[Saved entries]
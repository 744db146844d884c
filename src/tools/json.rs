use anyhow::{Context, Result};
use serde::Serialize;
use serde_json::Value;

/// Re-prints JSON with the given indent width; `0` means compact output.
pub fn format(input: &str, indent: usize) -> Result<String> {
    let value: Value = serde_json::from_str(input).context("parse JSON")?;
    if indent == 0 {
        return serde_json::to_string(&value).context("serialize JSON");
    }

    let indent_bytes = vec![b' '; indent];
    let formatter = serde_json::ser::PrettyFormatter::with_indent(&indent_bytes);
    let mut out = Vec::new();
    let mut serializer = serde_json::Serializer::with_formatter(&mut out, formatter);
    value.serialize(&mut serializer).context("serialize JSON")?;
    String::from_utf8(out).context("formatted JSON is utf-8")
}

pub fn minify(input: &str) -> Result<String> {
    let value: Value = serde_json::from_str(input).context("parse JSON")?;
    serde_json::to_string(&value).context("serialize JSON")
}

/// `Err` carries the parser's message, which includes line and column.
pub fn validate(input: &str) -> std::result::Result<(), String> {
    match serde_json::from_str::<Value>(input) {
        Ok(_) => Ok(()),
        Err(err) => Err(err.to_string()),
    }
}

- _Problem_: Repeat only the lines starting at the one that contains "let mut serializer" and ending at the last line above, exactly as written.

- _Solution for this problem_:
    let mut serializer = serde_json::Serializer::with_formatter(&mut out, formatter);
    value.serialize(&mut serializer).context("serialize JSON")?;
    String::from_utf8(out).context("formatted JSON is utf-8")
}

pub fn minify(input: &str) -> Result<String> {
    let value: Value = serde_json::from_str(input).context("parse JSON")?;
    serde_json::to_string(&value).context("serialize JSON")
}

/// `Err` carries the parser's message, which includes line and column.
pub fn validate(input: &str) -> std::result::Result<(), String> {
    match serde_json::from_str::<Value>(input) {
        Ok(_) => Ok(()),
        Err(err) => Err(err.to_string()),
    }
}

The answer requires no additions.